8 EMC VSPEX End-User Computing Citrix XenDesktop 7.6 and Microsoft Hyper-V with EMC XtremIO Design Guide

Purpose of this guide

An end-user computing or virtual desktop infrastructure is a complex system offering. The EMC® VSPEX® End-User Computing Proven Infrastructure provides the customer with a modern system capable of hosting a large number of virtual desktops at a consistent performance level. This solution for Citrix XenDesktop 7.6 runs on a Microsoft Windows Server 2012 R2 with Hyper-V virtualization layer backed by the highly available EMC XtremIO™ family, which provides the storage. In this solution, the desktop virtualization infrastructure components are layered on a VSPEX Private Cloud that uses a Microsoft Hyper-V Proven Infrastructure, while the desktops are hosted on dedicated resources.

The compute and network components, which are defined by the VSPEX partners, are designed to be redundant and sufficiently powerful to handle the processing and data needs of a large virtual desktop environment.
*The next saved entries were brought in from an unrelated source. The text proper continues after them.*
mod source;

#[cfg(test)]
mod tests;

use crate::{
    error::{InternalError, NotFoundError, StoreError},
    model::{entity::EntityModel, field::FieldKind, schema::Schema},
    types::Decimal,
    value::{Value, ValueKey},
};
use serde::Serialize;
use std::collections::BTreeMap;

// re-exports
pub use source::RowSource;

///
/// Row
///
/// Positional record; values line up with the owning model's field list.
///

#[derive(Clone, Debug, Eq, PartialEq, Serialize)]
pub struct Row {
    values: Vec<Value>,
}

impl Row {
    #[must_use]
    pub const fn new(values: Vec<Value>) -> Self {
        Self { values }
    }

    #[must_use]
    pub fn values(&self) -> &[Value] {
        &self.values
    }

    #[must_use]
    pub fn get(&self, index: usize) -> Option<&Value> {
        self.values.get(index)
    }
}

///
/// EntityTable
///
/// Rows of one entity in insertion order plus a primary-key index.
///

#[derive(Clone, Debug)]
struct EntityTable {
    model: &'static EntityModel,
    rows: Vec<Row>,
    keys: BTreeMap<ValueKey, usize>,
}

impl EntityTable {
    const fn new(model: &'static EntityModel) -> Self {
        Self {
            model,
            rows: Vec::new(),
            keys: BTreeMap::new(),
        }
    }
}

///
/// DataStore
///
/// In-memory entity collections keyed by entity name.
/// Cloning a store is how sessions take a snapshot.
///

#[derive(Clone, Debug, Default)]
pub struct DataStore {
    tables: BTreeMap<&'static str, EntityTable>,
}

impl DataStore {
    /// Create empty tables for every entity in the schema.
    #[must_use]
    pub fn new(schema: &Schema) -> Self {
        let tables = schema
            .entities()
            .map(|model| (model.entity_name, EntityTable::new(model)))
            .collect();

        Self { tables }
    }

    /// Validate and append one row; returns the stored row.
    pub fn insert(&mut self, entity: &str, values: Vec<Value>) -> Result<&Row, InternalError> {
        let table = self.table_mut(entity)?;
        let row = Row::new(check_row(table.model, values)?);

        let pk_index = table.model.primary_key_index().ok_or_else(|| {
            InternalError::executor_invariant(format!(
                "entity '{}' has no primary key field",
                table.model.entity_name
            ))
        })?;
        let key = ValueKey(row.values[pk_index].clone());

        if table.keys.contains_key(&key) {
            return Err(InternalError::store(StoreError::DuplicateKey {
                entity: table.model.entity_name.to_string(),
                key: key.0.to_string(),
            }));
        }

        let position = table.rows.len();
        table.keys.insert(key, position);
        table.rows.push(row);

        Ok(&table.rows[position])
    }

    /// Primary-key lookup.
    pub fn get(&self, entity: &str, key: &Value) -> Result<Option<&Row>, InternalError> {
        let table = self.table(entity)?;

        Ok(table
            .keys
            .get(&ValueKey(key.clone()))
            .map(|&position| &table.rows[position]))
    }

    /// Total number of stored rows across all entities.
    #[must_use]
    pub fn len(&self) -> usize {
        self.tables.values().map(|table| table.rows.len()).sum()
    }

    #[must_use]
    pub fn is_empty(&self) -> bool {
        self.len() == 0
    }

    fn table(&self, entity: &str) -> Result<&EntityTable, InternalError> {
        self.tables.get(entity).ok_or_else(|| unknown_entity(entity))
    }

    fn table_mut(&mut self, entity: &str) -> Result<&mut EntityTable, InternalError> {
        self.tables
            .get_mut(entity)
            .ok_or_else(|| unknown_entity(entity))
    }
}

impl RowSource for DataStore {
    fn model(&self, entity: &str) -> Result<&'static EntityModel, InternalError> {
        self.table(entity).map(|table| table.model)
    }

    fn rows_for(&self, entity: &str) -> Result<&[Row], InternalError> {
        self.table(entity).map(|table| table.rows.as_slice())
    }
}

fn unknown_entity(entity: &str) -> InternalError {
    InternalError::not_found(NotFoundError::Entity {
        entity: entity.to_string(),
    })
}

// Check arity, nullability and kinds; integer values widen into Decimal
// fields and non-negative Int values narrow into Uint fields.
fn check_row(model: &EntityModel, values: Vec<Value>) -> Result<Vec<Value>, InternalError> {
    if values.len() != model.fields.len() {
        return Err(InternalError::store(StoreError::ArityMismatch {
            entity: model.entity_name.to_string(),
            expected: model.fields.len(),
            found: values.len(),
        }));
    }

    model
        .fields
        .iter()
        .zip(values)
        .map(|(field, value)| {
            if value.is_null() {
                return if field.nullable {
                    Ok(Value::Null)
                } else {
                    Err(InternalError::store(StoreError::NullViolation {
                        entity: model.entity_name.to_string(),
                        field: field.name.to_string(),
                    }))
                };
            }

            let found = value
                .kind()
                .map_or_else(|| "null".to_string(), |kind| kind.to_string());

            coerce(field.kind, value).ok_or_else(|| {
                InternalError::store(StoreError::TypeMismatch {
                    entity: model.entity_name.to_string(),
                    field: field.name.to_string(),
                    expected: field.kind.to_string(),
                    found,
                })
            })
        })
        .collect()
}

fn coerce(kind: FieldKind, value: Value) -> Option<Value> {
    match (kind, value) {
        (FieldKind::Bool, v @ Value::Bool(_))
        | (FieldKind::Int, v @ Value::Int(_))
        | (FieldKind::Uint, v @ Value::Uint(_))
        | (FieldKind::Decimal, v @ Value::Decimal(_))
        | (FieldKind::Date, v @ Value::Date(_))
        | (FieldKind::Text, v @ Value::Text(_)) => Some(v),
        (FieldKind::Int, Value::Uint(n)) => i64::try_from(n).ok().map(Value::Int),
        (FieldKind::Uint, Value::Int(n)) => u64::try_from(n).ok().map(Value::Uint),
        (FieldKind::Decimal, Value::Int(n)) => Some(Value::Decimal(Decimal::from_i64(n))),
        (FieldKind::Decimal, Value::Uint(n)) => Some(Value::Decimal(Decimal::from_u64(n))),
        _ => None,
    }
}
XtremIO storage systems provide storage for virtual desktops, EMC Isilon® or EMC VNX® systems provide storage for user data, and EMC Avamar® data protection solutions provide data protection for Citrix XenDesktop data.

This solution is validated for up 3,500 virtual desktops. These validated configurations are based on a reference desktop workload and form the basis for creating cost-effective, custom solutions for individual customers.

XtremIO supports scale-out clusters of up to six X-Bricks. Each additional X-Brick increases performance and virtual desktop capacity linearly. XtremIO X-Bricks have been validated to support a higher number of desktops and the VSPEX validated numbers are particular to the communicated solution only.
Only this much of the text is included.